Consider the PDE $$\frac{\partial f}{\partial t}(t,x) = 2 \frac{\partial^2f}{\partial x^2}(t,x)\tag{1} $$ with $t\ge0,\ x\in\mathbb R,\ f(0,x)=e^x$. I want to find $f(t,x)$.

I know that the heat equation $$\frac{\partial p}{\partial t}(t,x) = \frac{1}{2}\frac{\partial^2p}{\partial x^2}(t,x)\tag{2}$$ with $t\ge0,\ x\in\mathbb R,\ p(0,x)=h(x)$ has the solution $p(t,x) =\mathbb E[h(x+W_t)]$ where $W_t$ is a Brownian motion.
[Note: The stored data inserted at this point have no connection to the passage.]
use crate::pipeline_store::VideoMetadata;
use async_trait::async_trait;
use serde::Serialize;
use std::fmt;
use std::path::PathBuf;

#[derive(Debug, Clone, Serialize)]
pub struct PublishRequest {
    pub post_id: i64,
    pub video_id: String,
    pub account: String,
    pub caption: Option<String>,
    /// Local copy of the video, restored from the durable tier if needed.
    pub media_path: PathBuf,
    pub metadata: VideoMetadata,
}

#[derive(Debug, Clone, PartialEq)]
pub struct PublishError {
    pub retryable: bool,
    pub message: String,
}

impl PublishError {
    pub fn retryable(message: impl Into<String>) -> Self {
        Self {
            retryable: true,
            message: message.into(),
        }
    }

    pub fn permanent(message: impl Into<String>) -> Self {
        Self {
            retryable: false,
            message: message.into(),
        }
    }
}

impl fmt::Display for PublishError {
    fn fmt(&self, f: &mut fmt::Formatter<'_>) -> fmt::Result {
        f.write_str(&self.message)
    }
}

impl std::error::Error for PublishError {}

/// Posts a video to the destination platform.
#[async_trait]
pub trait Publisher: Send + Sync {
    fn name(&self) -> &str;

    /// Returns the platform's id for the new post.
    async fn publish(&self, request: &PublishRequest) -> Result<String, PublishError>;
}
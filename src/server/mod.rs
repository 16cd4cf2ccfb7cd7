//! Operational HTTP surface: Prometheus metrics, health and a status
//! snapshot of the pipeline.

pub mod metrics;

use crate::background_jobs::{CoordinatorHandle, JobError, JobInfo};
use crate::download_queue::DownloadQueue;
use crate::pipeline_store::{DownloadQueueStats, PostStats};
use crate::post_scheduler::PostScheduler;
use crate::storage::{StorageStats, StorageTierManager};
use anyhow::Result;
use axum::{
    extract::{MatchedPath, Path, Request, State},
    http::StatusCode,
    middleware::{self, Next},
    response::{IntoResponse, Response},
    routing::{get, post},
    Json, Router,
};
use serde::Serialize;
use std::sync::Arc;
use tokio_util::sync::CancellationToken;
use tracing::{info, warn};

#[derive(Clone)]
pub struct ServerState {
    pub coordinator: CoordinatorHandle,
    pub download_queue: Arc<DownloadQueue>,
    pub post_scheduler: Arc<PostScheduler>,
    pub storage: Arc<StorageTierManager>,
}

#[derive(Debug, Serialize)]
pub struct HealthResponse {
    pub status: &'static str,
    pub durable_tier: &'static str,
}

#[derive(Debug, Serialize)]
pub struct StatusSnapshot {
    pub downloads: DownloadQueueStats,
    pub posts: PostStats,
    pub storage: StorageStats,
    pub jobs: Vec<JobInfo>,
}

#[derive(Debug, Serialize)]
struct ErrorBody {
    error: String,
}

fn error_response(status: StatusCode, error: impl ToString) -> Response {
    (
        status,
        Json(ErrorBody {
            error: error.to_string(),
        }),
    )
        .into_response()
}

async fn record_requests(request: Request, next: Next) -> Response {
    let method = request.method().to_string();
    let path = request
        .extensions()
        .get::<MatchedPath>()
        .map(|p| p.as_str().to_string())
        .unwrap_or_else(|| "unmatched".to_string());
    let response = next.run(request).await;
    metrics::record_http_request(&method, &path, response.status().as_u16());
    response
}

async fn health(State(state): State<ServerState>) -> impl IntoResponse {
    if !state.storage.is_durable_enabled() {
        return (
            StatusCode::OK,
            Json(HealthResponse {
                status: "ok",
                durable_tier: "disabled",
            }),
        );
    }
    match state.storage.health_check().await {
        Ok(()) => (
            StatusCode::OK,
            Json(HealthResponse {
                status: "ok",
                durable_tier: "ok",
            }),
        ),
        Err(e) => {
            warn!("Durable tier health check failed: {}", e);
            (
                StatusCode::SERVICE_UNAVAILABLE,
                Json(HealthResponse {
                    status: "degraded",
                    durable_tier: "unavailable",
                }),
            )
        }
    }
}

async fn status(State(state): State<ServerState>) -> Response {
    let snapshot = async {
        Ok::<_, crate::error::PipelineError>(StatusSnapshot {
            downloads: state.download_queue.stats()?,
            posts: state.post_scheduler.stats()?,
            storage: state.storage.stats().await?,
            jobs: state.coordinator.list_jobs().await,
        })
    }
    .await;
    match snapshot {
        Ok(snapshot) => Json(snapshot).into_response(),
        Err(e) => error_response(StatusCode::INTERNAL_SERVER_ERROR, e),
    }
}

async fn trigger_job(State(state): State<ServerState>, Path(job_id): Path<String>) -> Response {
    match state.coordinator.trigger_job(&job_id).await {
        Ok(()) => StatusCode::ACCEPTED.into_response(),
        Err(JobError::NotFound) => error_response(StatusCode::NOT_FOUND, JobError::NotFound),
        Err(JobError::AlreadyRunning) => {
            error_response(StatusCode::CONFLICT, JobError::AlreadyRunning)
        }
        Err(e) => error_response(StatusCode::SERVICE_UNAVAILABLE, e),
    }
}

pub fn make_app(state: ServerState) -> Router {
    Router::new()
        .route("/metrics", get(metrics::metrics_handler))
        .route("/health", get(health))
        .route("/v1/status", get(status))
        .route("/v1/jobs/{job_id}/trigger", post(trigger_job))
        .layer(middleware::from_fn(record_requests))
        .with_state(state)
}

/// Serves the operational endpoints until `shutdown` fires.
pub async fn run_server(state: ServerState, port: u16, shutdown: CancellationToken) -> Result<()> {
    let app = make_app(state);
    let listener = tokio::net::TcpListener::bind(format!("0.0.0.0:{}", port)).await?;
    info!("Operational endpoints listening on port {}", port);
    axum::serve(listener, app)
        .with_graceful_shutdown(shutdown.cancelled_owned())
        .await?;
    Ok(())
}
use async_trait::async_trait;
use std::collections::HashMap;
use std::fmt;
use std::path::PathBuf;
use std::sync::Arc;

/// What a downloader is asked to fetch.
#[derive(Debug, Clone)]
pub struct DownloadRequest {
    pub job_id: i64,
    pub video_id: String,
    pub url: String,
}

/// A finished download sitting at its final local path.
#[derive(Debug, Clone, PartialEq)]
pub struct DownloadedFile {
    pub path: PathBuf,
    pub size: u64,
}

#[derive(Debug, Clone, Copy, PartialEq, Eq)]
pub enum DownloadErrorKind {
    Connection,
    Timeout,
    /// The content is gone for good.
    NotFound,
    HttpStatus,
    /// Writing to the local tier failed.
    Storage,
    /// No downloader is registered for the job's service.
    UnknownService,
    Unknown,
}

impl DownloadErrorKind {
    pub fn as_str(&self) -> &'static str {
        match self {
            DownloadErrorKind::Connection => "connection",
            DownloadErrorKind::Timeout => "timeout",
            DownloadErrorKind::NotFound => "not_found",
            DownloadErrorKind::HttpStatus => "http_status",
            DownloadErrorKind::Storage => "storage",
            DownloadErrorKind::UnknownService => "unknown_service",
            DownloadErrorKind::Unknown => "unknown",
        }
    }
}

#[derive(Debug, Clone, PartialEq)]
pub struct DownloadError {
    pub kind: DownloadErrorKind,
    pub message: String,
}

impl DownloadError {
    pub fn new(kind: DownloadErrorKind, message: impl Into<String>) -> Self {
        Self {
            kind,
            message: message.into(),
        }
    }

    pub fn is_retryable(&self) -> bool {
        !matches!(
            self.kind,
            DownloadErrorKind::NotFound | DownloadErrorKind::UnknownService
        )
    }
}

impl fmt::Display for DownloadError {
    fn fmt(&self, f: &mut fmt::Formatter<'_>) -> fmt::Result {
        write!(f, "{}: {}", self.kind.as_str(), self.message)
    }
}

impl std::error::Error for DownloadError {}

/// Fetches a video into the local tier.
#[async_trait]
pub trait Downloader: Send + Sync {
    /// Matches the `service` column of download jobs.
    fn name(&self) -> &str;

    async fn download(&self, request: &DownloadRequest) -> Result<DownloadedFile, DownloadError>;
}

/// Downloaders by service name.
#[derive(Default, Clone)]
pub struct DownloaderRegistry {
    downloaders: HashMap<String, Arc<dyn Downloader>>,
}

impl DownloaderRegistry {
    pub fn new() -> Self {
        Self::default()
    }

    /// Replaces any downloader already registered under the same name.
    pub fn register(&mut self, downloader: Arc<dyn Downloader>) {
        self.downloaders
            .insert(downloader.name().to_string(), downloader);
    }

    pub fn get(&self, service: &str) -> Option<Arc<dyn Downloader>> {
        self.downloaders.get(service).cloned()
    }

    pub fn names(&self) -> Vec<String> {
        let mut names: Vec<_> = self.downloaders.keys().cloned().collect();
        names.sort();
        names
    }

    pub fn is_empty(&self) -> bool {
        self.downloaders.is_empty()
    }
}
I have tried things like setting $p(t,x)=f(2t,x)$, but I do not seem to be able to put $(1)$ into the form of $(2)$. How can I find $f(t,x)$ from using the general solution of the heat equation?

Answer 1

Following the suggtestion on Cameron Williams' comment:

We set $u(t,y)=f(t,2y)$ with $y=x/2$ and $\overline h(y)=e^{2y}$. Then

$$\frac{\partial u}{\partial t}(t,y)=\frac{\partial f}{\partial t}(t,x), \quad \quad \quad \frac{\partial^2 u}{\partial y^2}(t,y)=4\frac{\partial^2 f}{\partial x^2}(t,x)$$

So $$\frac{\partial u}{\partial t}(t,y)=\frac12\frac{\partial^2 u}{\partial y^2}(t,y) \quad \text{with}\quad u(0,y)=\overline h(y)$$ $$\iff \frac{\partial f}{\partial t}(t,x)=\frac42\frac{\partial^2 f}{\partial x^2}(t,x)=2\frac{\partial^2 f}{\partial y^2}(t,x) \quad \text{with}\quad f(0,x)=u(0,y)=\overline h(y)=h(x)$$

Now the solution of $u$ is given by $u(t,y)=\mathbb E[\overline h(y+W_t)]=e^{2y}\mathbb E[e^{2W_t}]=e^{2y+2t}$ and therefore $f(t,x)=u(t,x/2)=e^{2t+x}$.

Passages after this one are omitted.